Items from a data source:

——————————

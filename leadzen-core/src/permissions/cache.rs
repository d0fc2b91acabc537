use chrono::{DateTime, Utc};
use shared_types::{PermissionId, PermissionStatus};
use std::collections::HashMap;
use std::sync::Arc;
use std::time::Duration;

use crate::clock::Clock;

pub const DEFAULT_FRESHNESS: Duration = Duration::from_secs(5);

/// What the cache knows about one permission right now
#[derive(Debug, Clone, Copy, PartialEq, Eq)]
pub enum CacheState {
    /// Never queried this session
    Unknown,
    Fresh(PermissionStatus),
    /// Last known status, no longer trusted
    Stale(PermissionStatus),
}

#[derive(Debug, Clone, Copy)]
struct CacheEntry {
    status: PermissionStatus,
    last_checked_at: DateTime<Utc>,
}

/// In-memory permission statuses with a freshness window. Never persisted.
pub struct PermissionCache {
    entries: HashMap<PermissionId, CacheEntry>,
    freshness: Duration,
    clock: Arc<dyn Clock>,
}

impl PermissionCache {
    pub fn new(clock: Arc<dyn Clock>, freshness: Duration) -> Self {
        Self {
            entries: HashMap::new(),
            freshness,
            clock,
        }
    }

    pub fn state(&self, permission: &PermissionId) -> CacheState {
        let Some(entry) = self.entries.get(permission) else {
            return CacheState::Unknown;
        };

        // A clock that went backwards counts as "just checked"
        let fresh = (self.clock.now() - entry.last_checked_at)
            .to_std()
            .map(|age| age < self.freshness)
            .unwrap_or(true);

        if fresh {
            CacheState::Fresh(entry.status)
        } else {
            CacheState::Stale(entry.status)
        }
    }

    pub fn record(&mut self, permission: &PermissionId, status: PermissionStatus) {
        self.entries.insert(
            permission.clone(),
            CacheEntry {
                status,
                last_checked_at: self.clock.now(),
            },
        );
    }

    pub fn record_all<'a, I>(&mut self, statuses: I)
    where
        I: IntoIterator<Item = &'a (PermissionId, PermissionStatus)>,
    {
        for (permission, status) in statuses {
            self.record(permission, *status);
        }
    }

    /// Forgets every entry that is not granted, forcing a re-query
    pub fn invalidate_ungranted(&mut self) {
        self.entries.retain(|_, entry| entry.status.is_granted());
    }
}
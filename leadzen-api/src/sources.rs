use anyhow::Result;
use async_trait::async_trait;
use leadzen_core::source::{EntitySource, Page};
use shared_types::{CallLog, Contact, Lead, Note};

use crate::database::{call_logs, contacts, leads, notes, AsyncDbConnection};

/// SQLite-backed entity source for the list stores.
///
/// A source scoped to a lead only yields that lead's calls and notes; leads
/// and contacts are never scoped.
#[derive(Clone)]
pub struct DbSource {
    conn: AsyncDbConnection,
    lead_id: Option<i64>,
}

impl DbSource {
    pub fn new(conn: AsyncDbConnection) -> Self {
        Self {
            conn,
            lead_id: None,
        }
    }

    pub fn for_lead(conn: AsyncDbConnection, lead_id: Option<i64>) -> Self {
        Self { conn, lead_id }
    }
}

#[async_trait]
impl EntitySource<Lead> for DbSource {
    async fn get_entities(&self, page: Page) -> Result<Vec<Lead>> {
        leads::list_leads(self.conn.clone(), page.limit, page.offset).await
    }
}

#[async_trait]
impl EntitySource<Contact> for DbSource {
    async fn get_entities(&self, page: Page) -> Result<Vec<Contact>> {
        contacts::list_contacts(self.conn.clone(), page.limit, page.offset).await
    }
}

#[async_trait]
impl EntitySource<CallLog> for DbSource {
    async fn get_entities(&self, page: Page) -> Result<Vec<CallLog>> {
        call_logs::list_call_logs(self.conn.clone(), self.lead_id, page.limit, page.offset).await
    }
}

#[async_trait]
impl EntitySource<Note> for DbSource {
    async fn get_entities(&self, page: Page) -> Result<Vec<Note>> {
        notes::list_notes(self.conn.clone(), self.lead_id, page.limit, page.offset).await
    }
}
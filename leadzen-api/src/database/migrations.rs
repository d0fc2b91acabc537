use rusqlite::Connection;

/// Run all database migrations
pub fn run_migrations(conn: &Connection) -> anyhow::Result<()> {
    // Create leads table
    conn.execute(
        "CREATE TABLE IF NOT EXISTS leads (
            id INTEGER PRIMARY KEY AUTOINCREMENT,
            name VARCHAR NOT NULL,
            email VARCHAR,
            phone VARCHAR,
            company VARCHAR,
            position VARCHAR,
            source VARCHAR NOT NULL DEFAULT 'manual',
            status VARCHAR NOT NULL DEFAULT 'new' CHECK (status IN ('new', 'contacted', 'qualified', 'proposal', 'closed_won', 'closed_lost')),
            priority VARCHAR NOT NULL DEFAULT 'medium' CHECK (priority IN ('low', 'medium', 'high', 'urgent')),
            value REAL,
            notes VARCHAR,
            tags VARCHAR NOT NULL DEFAULT '[]',
            created_at BIGINT NOT NULL,
            updated_at BIGINT NOT NULL,
            last_contacted_at BIGINT,
            next_follow_up_at BIGINT
        )",
        [],
    )?;

    conn.execute(
        "CREATE INDEX IF NOT EXISTS idx_leads_status ON leads(status)",
        [],
    )?;

    conn.execute(
        "CREATE INDEX IF NOT EXISTS idx_leads_phone ON leads(phone)",
        [],
    )?;

    // Create contacts table
    conn.execute(
        "CREATE TABLE IF NOT EXISTS contacts (
            id INTEGER PRIMARY KEY AUTOINCREMENT,
            first_name VARCHAR NOT NULL,
            last_name VARCHAR NOT NULL DEFAULT '',
            email VARCHAR,
            phone VARCHAR,
            company VARCHAR,
            position VARCHAR,
            address VARCHAR,
            notes VARCHAR,
            tags VARCHAR NOT NULL DEFAULT '[]',
            category VARCHAR NOT NULL DEFAULT 'other',
            is_favorite BOOLEAN NOT NULL DEFAULT false,
            created_at BIGINT NOT NULL,
            updated_at BIGINT NOT NULL,
            last_contacted_at BIGINT
        )",
        [],
    )?;

    conn.execute(
        "CREATE INDEX IF NOT EXISTS idx_contacts_category ON contacts(category)",
        [],
    )?;

    // Create call_logs table
    conn.execute(
        "CREATE TABLE IF NOT EXISTS call_logs (
            id INTEGER PRIMARY KEY AUTOINCREMENT,
            lead_id INTEGER,
            phone_number VARCHAR NOT NULL,
            contact_name VARCHAR,
            direction VARCHAR NOT NULL CHECK (direction IN ('outbound', 'inbound', 'missed')),
            status VARCHAR NOT NULL DEFAULT 'ended',
            started_at BIGINT NOT NULL,
            ended_at BIGINT,
            duration BIGINT NOT NULL DEFAULT 0,
            notes VARCHAR,
            outcome VARCHAR,
            follow_up_required BOOLEAN NOT NULL DEFAULT false,
            tags VARCHAR NOT NULL DEFAULT '[]',
            created_at BIGINT NOT NULL,
            updated_at BIGINT NOT NULL,
            FOREIGN KEY (lead_id) REFERENCES leads (id) ON DELETE SET NULL
        )",
        [],
    )?;

    conn.execute(
        "CREATE INDEX IF NOT EXISTS idx_call_logs_started ON call_logs(started_at DESC)",
        [],
    )?;

    conn.execute(
        "CREATE INDEX IF NOT EXISTS idx_call_logs_lead ON call_logs(lead_id)",
        [],
    )?;

    // Create lead_notes table
    conn.execute(
        "CREATE TABLE IF NOT EXISTS lead_notes (
            id INTEGER PRIMARY KEY AUTOINCREMENT,
            lead_id INTEGER NOT NULL,
            call_log_id INTEGER,
            content VARCHAR NOT NULL,
            tag VARCHAR NOT NULL DEFAULT 'general' CHECK (tag IN ('call-related', 'general', 'follow-up', 'custom')),
            created_by VARCHAR NOT NULL,
            created_at BIGINT NOT NULL,
            updated_at BIGINT NOT NULL,
            FOREIGN KEY (lead_id) REFERENCES leads (id) ON DELETE CASCADE,
            FOREIGN KEY (call_log_id) REFERENCES call_logs (id) ON DELETE SET NULL
        )",
        [],
    )?;

    conn.execute(
        "CREATE INDEX IF NOT EXISTS idx_lead_notes_lead ON lead_notes(lead_id)",
        [],
    )?;

    Ok(())
}

#[cfg(test)]
mod tests {
    use super::*;

    #[test]
    fn test_migrations_are_idempotent() {
        let conn = Connection::open_in_memory().unwrap();

        run_migrations(&conn).unwrap();
        run_migrations(&conn).unwrap();

        let tables: i64 = conn
            .query_row(
                "SELECT COUNT(*) FROM sqlite_master WHERE type = 'table'
                    AND name IN ('leads', 'contacts', 'call_logs', 'lead_notes')",
                [],
                |row| row.get(0),
            )
            .unwrap();
        assert_eq!(tables, 4);
    }
}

——————————

TASK » Could you copy exactly the lines from the first line of the records above through the line containing "pub const DEFAULT_FRESHNESS: Duration", both included, and nothing else?

SOLUTION TO THIS PROBLEM »
filename leadzen-core/src/permissions/cache.rs
repository d0fc2b91acabc537
use chrono::{DateTime, Utc};
use shared_types::{PermissionId, PermissionStatus};
use std::collections::HashMap;
use std::sync::Arc;
use std::time::Duration;

use crate::clock::Clock;

pub const DEFAULT_FRESHNESS: Duration = Duration::from_secs(5);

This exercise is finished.